変化するにちにち

3月11日*思い新たに(2016年)

あの日も金曜日だったことを今思い出した。高田馬場近くの公園の中の建物。一階にいたのでゆっくり公園に出た。 大地も木も揺れているのが現実でないような感覚だった。

帰ったら台所には落ちたものが散乱(ほとんどが食器類だった)していて靴を履いたまま入った。倒れても良いものは台所に置いていたので、畳の部屋は何事もなかった。
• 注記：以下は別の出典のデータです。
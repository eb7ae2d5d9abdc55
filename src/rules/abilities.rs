//! Affordability trimming and cross-participant ability application.
//!
//! Both halves are pure: they read the catalog and the inputs they are given
//! and return what should change. The turn resolver applies the result to
//! the match state.
//!
//! ## Trimming
//!
//! A submission is trimmed last-in-first-out: while its total cost exceeds
//! the participant's energy, the final card is dropped together with exactly
//! the cost, power and ability tags that card contributed. Submission order
//! therefore decides which cards survive.
//!
//! ## Application order
//!
//! 1. Power finalization (`DoublePower` doubles base power once)
//! 2. Blocking (`BlockNextAttack` zeroes every opponent's finalized power)
//! 3. Finalized power added to score
//! 4. Secondary tags, participant by participant, tag by tag:
//!    `GainPoints`, `StealPoints`, `DrawExtraCard`

use serde::{Deserialize, Serialize};

use crate::cards::{AbilityTag, CardCatalog, CardId};
use crate::core::{ParticipantId, ParticipantMap};

/// Points granted per `GainPoints` tag.
pub const GAIN_POINTS_BONUS: i32 = 2;

/// A submission after affordability trimming.
#[derive(Clone, Debug, Default, PartialEq, Eq, Serialize, Deserialize)]
pub struct TrimmedSubmission {
    /// Cards that take effect: a prefix of the submitted list.
    pub played: Vec<CardId>,

    /// Total cost of `played`.
    pub cost: u32,

    /// Summed base power of `played`.
    pub base_power: i32,

    /// Ability tags contributed by `played`, duplicates kept.
    pub abilities: Vec<AbilityTag>,
}

impl TrimmedSubmission {
    /// Check whether the submission carries a tag at least once.
    #[must_use]
    pub fn has(&self, tag: &AbilityTag) -> bool {
        self.abilities.contains(tag)
    }
}

/// Trim a raw submission to what the participant can afford.
///
/// Unknown card ids contribute nothing but still occupy their position, so
/// trimming may drop them like any other card.
///
/// ```
/// use duel_ccg::cards::{AbilityTag, CardCatalog, CardDefinition, CardId};
/// use duel_ccg::rules::trim_submission;
///
/// let catalog = CardCatalog::new()
///     .with_card(CardDefinition::new(CardId::new(1), "Spark", 2, 3))
///     .with_card(CardDefinition::new(CardId::new(2), "Surge", 5, 4).with_ability(AbilityTag::DoublePower));
///
/// let trimmed = trim_submission(&catalog, &[CardId::new(1), CardId::new(2)], 4);
/// assert_eq!(trimmed.played, vec![CardId::new(1)]);
/// assert_eq!(trimmed.cost, 2);
/// assert_eq!(trimmed.base_power, 3);
/// assert!(trimmed.abilities.is_empty());
/// ```
#[must_use]
pub fn trim_submission(catalog: &CardCatalog, submitted: &[CardId], energy: u32) -> TrimmedSubmission {
    // u64 so a run of u32 costs never overflows
    let mut cost: u64 = submitted
        .iter()
        .filter_map(|id| catalog.get(*id))
        .map(|card| u64::from(card.cost))
        .sum();

    let mut kept = submitted.len();
    while cost > u64::from(energy) && kept > 0 {
        kept -= 1;
        if let Some(card) = catalog.get(submitted[kept]) {
            cost -= u64::from(card.cost);
        }
    }

    let played = submitted[..kept].to_vec();
    let cards: Vec<_> = played.iter().filter_map(|id| catalog.get(*id)).collect();
    let base_power = cards.iter().fold(0i32, |sum, card| sum.saturating_add(card.power));
    let abilities = cards.iter().flat_map(|card| card.abilities.iter().cloned()).collect();

    TrimmedSubmission {
        played,
        // At most `energy` once the loop ends
        cost: u32::try_from(cost).unwrap_or(energy),
        base_power,
        abilities,
    }
}

/// What ability application decided for one participant.
#[derive(Clone, Copy, Debug, Default, PartialEq, Eq, Serialize, Deserialize)]
pub struct AbilityOutcome {
    /// Power after doubling and blocking.
    pub final_power: i32,

    /// Whether an opponent's block zeroed this participant's power.
    pub blocked: bool,

    /// Net score change: power plus every secondary effect.
    pub score_delta: i32,

    /// Extra cards to draw from `DrawExtraCard`.
    pub extra_draws: u32,
}

/// Applies ability interactions across all participants of a turn.
pub struct AbilityEngine;

impl AbilityEngine {
    /// Compute every participant's outcome for one turn.
    ///
    /// `scores` are the scores before this turn's resolution; participants
    /// missing from it count as 0. Steals pick the first opponent, in
    /// ascending id order, whose running score is positive.
    #[must_use]
    pub fn apply(
        submissions: &ParticipantMap<TrimmedSubmission>,
        scores: &ParticipantMap<i32>,
    ) -> ParticipantMap<AbilityOutcome> {
        let mut outcomes = submissions.map(|_, sub| {
            let doubled = sub.has(&AbilityTag::DoublePower);
            AbilityOutcome {
                final_power: if doubled {
                    sub.base_power.saturating_mul(2)
                } else {
                    sub.base_power
                },
                ..AbilityOutcome::default()
            }
        });

        // Blocking
        let blockers: Vec<ParticipantId> = submissions
            .iter()
            .filter(|(_, sub)| sub.has(&AbilityTag::BlockNextAttack))
            .map(|(id, _)| id)
            .collect();
        for blocker in &blockers {
            for (id, outcome) in outcomes.iter_mut() {
                if id != *blocker {
                    outcome.final_power = 0;
                    outcome.blocked = true;
                }
            }
        }

        // Score application
        let start = submissions.map(|id, _| scores.get(id).copied().unwrap_or(0));
        let mut running = start.clone();
        for (id, outcome) in outcomes.iter() {
            running[id] = running[id].saturating_add(outcome.final_power);
        }

        // Secondary abilities
        for (actor, sub) in submissions.iter() {
            for tag in &sub.abilities {
                match tag {
                    AbilityTag::GainPoints => {
                        running[actor] = running[actor].saturating_add(GAIN_POINTS_BONUS);
                    }
                    AbilityTag::StealPoints => {
                        let victim = running
                            .iter()
                            .find(|(id, score)| *id != actor && **score > 0)
                            .map(|(id, _)| id);
                        if let Some(victim) = victim {
                            running[victim] -= 1;
                            running[actor] = running[actor].saturating_add(1);
                        }
                    }
                    AbilityTag::DrawExtraCard => outcomes[actor].extra_draws += 1,
                    AbilityTag::BlockNextAttack | AbilityTag::DoublePower | AbilityTag::Other(_) => {}
                }
            }
        }

        for (id, outcome) in outcomes.iter_mut() {
            outcome.score_delta = running[id].saturating_sub(start[id]);
        }
        outcomes
    }
}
三日間CMのないテレビはつけたまま、布団は敷かず、昼も夜もなく正座してテレビの前にいたような気がする。よくは覚えていない。何を食べていたのだろう。この三日間の、そしてその後の「自粛」ムードの異様な、ものを言い難い怖いような空気感を体験した。

それまでの言葉を失った。言葉を探した。新聞、本などを貪った。自分で探せない言葉を誰かが書いてくれているとその言葉を反芻して、そして落ち着いていった気がする。新聞の谷川俊太郎の詩(毎週載ったような気がする)が力になった。言葉が力になると初めて体感したのかもしれない。

変化したい、脱皮しなければと必死だったはずが、いつ頃からだろうか、「変化する」が緩慢になっている。3月11日を境に変わったと感じていたころの自分を、ふたたびじっくり見つめるときと今日思いを新たにする。